Overview
The black scholes formula is a formula that solves the black scholes equation for plain vanilla European calls and puts.The formula for a plain vanilla call is given as
{% C(S_t, t) = N(d_1)S_t - N(d_2)Ke^{-r(T-t)} %}
{% d_1 = \frac{1}{\sigma \sqrt{T-t}} [ln(\frac{S_t}{K}) + (r + \frac{\sigma^2}{2})(T-t)] %}
{% d_2 = d_1 - \sigma \sqrt{T-t} %}
Here, {% C %} is the prices of option, {% S %} is the price of the underlying, {% r %} is the rate of return on cash,
{% T-t %} is the time to expiry, and {% \sigma %} is the underlying asset volatility.

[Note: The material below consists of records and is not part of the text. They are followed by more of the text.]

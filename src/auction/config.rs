//! Configuration options for the equilibrium search.
//!
//! The bid grid bound and the tie tolerance are runtime settings so the grid
//! resolution can be changed (for example a 5×5 grid in tests) without
//! touching the payoff or search code.

use std::fs;
use std::path::Path;

use serde::{Deserialize, Serialize};

/// Default inclusive upper bound of the bid grid.
pub const DEFAULT_MAX_BID: u32 = 100;

/// Default absolute tolerance when comparing payoffs against a column maximum.
pub const DEFAULT_EPS: f64 = 1e-12;

/// Configuration for payoff construction and the equilibrium search.
///
/// # Example
/// ```
/// use auction_nash::auction::AuctionConfig;
///
/// let config = AuctionConfig::default();
/// assert_eq!(config.max_bid, 100);
/// assert_eq!(config.grid_size(), 101);
/// ```
#[derive(Debug, Clone, PartialEq, Serialize, Deserialize)]
#[serde(default)]
pub struct AuctionConfig {
    /// Inclusive upper bound of the bid grid. Bids range over `0..=max_bid`.
    pub max_bid: u32,

    /// Absolute tolerance used when collecting best responses.
    ///
    /// Tie payoffs carry a 0.5 factor, so computed maxima are compared with
    /// `|payoff - max| <= eps` rather than exact equality.
    pub eps: f64,

    /// Number of threads for running scenarios in parallel.
    ///
    /// `None` uses the global rayon pool, `Some(0)` or `Some(1)` runs the
    /// batch sequentially.
    pub num_threads: Option<usize>,
}

impl Default for AuctionConfig {
    fn default() -> Self {
        Self {
            max_bid: DEFAULT_MAX_BID,
            eps: DEFAULT_EPS,
            num_threads: None,
        }
    }
}

impl AuctionConfig {
    /// Create a new AuctionConfig with default settings.
    pub fn new() -> Self {
        Self::default()
    }

    /// Number of bids on each axis of a payoff table.
    pub fn grid_size(&self) -> usize {
        self.max_bid as usize + 1
    }

    /// Iterator over every legal bid, ascending.
    pub fn bids(&self) -> impl Iterator<Item = u32> + Clone {
        0..=self.max_bid
    }

    /// Builder method: set the inclusive grid bound.
    pub fn with_max_bid(mut self, max_bid: u32) -> Self {
        self.max_bid = max_bid;
        self
    }

    /// Builder method: set the tie tolerance.
    pub fn with_eps(mut self, eps: f64) -> Self {
        self.eps = eps;
        self
    }

    /// Builder method: set number of threads.
    pub fn with_threads(mut self, threads: usize) -> Self {
        self.num_threads = Some(threads);
        self
    }

    /// Load a configuration from a JSON file.
    pub fn from_json_file<P: AsRef<Path>>(path: P) -> Result<Self, ConfigError> {
        let content =
            fs::read_to_string(path).map_err(|e| ConfigError::IoError(e.to_string()))?;
        Self::from_json_str(&content)
    }

    /// Parse a configuration from a JSON string. Missing fields take defaults.
    pub fn from_json_str(json: &str) -> Result<Self, ConfigError> {
        let config: Self =
            serde_json::from_str(json).map_err(|e| ConfigError::ParseError(e.to_string()))?;
        config.validate()?;
        Ok(config)
    }

    /// Validate the configuration and return any errors.
    ///
    /// Any grid bound is accepted; only the tolerance is checked.
    pub fn validate(&self) -> Result<(), ConfigError> {
        if !self.eps.is_finite() || self.eps < 0.0 {
            return Err(ConfigError::InvalidTolerance(self.eps));
        }
        Ok(())
    }
}

/// Errors that can occur when loading or validating configuration.
#[derive(Debug, Clone, PartialEq)]
pub enum ConfigError {
    /// Reading the configuration file failed.
    IoError(String),
    /// The configuration file is not valid JSON for this struct.
    ParseError(String),
    /// Tolerance is negative or not finite.
    InvalidTolerance(f64),
}

impl std::fmt::Display for ConfigError {
    fn fmt(&self, f: &mut std::fmt::Formatter<'_>) -> std::fmt::Result {
        match self {
            ConfigError::IoError(e) => write!(f, "IO error: {}", e),
            ConfigError::ParseError(e) => write!(f, "Parse error: {}", e),
            ConfigError::InvalidTolerance(val) => {
                write!(f, "Tolerance {} must be finite and non-negative", val)
            }
        }
    }
}

impl std::error::Error for ConfigError {}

{% K %} is the option strike price and N is the cumulative normal distribution with mean 0 and standard deviation of 1. (standard normal)
Black Scholes
The Black Scholes library. encodes the black scholes formula in an easy to use function.
let bs = await import('/code/black-scholes/v1.0.0/black-scholes.mjs');
let price = bs.call(100,100,0.2,0.1,1);
//alternatively
let price = bs.call({
S:100,
K:100,
sigma:0.2,
r:0.1,
t:1
});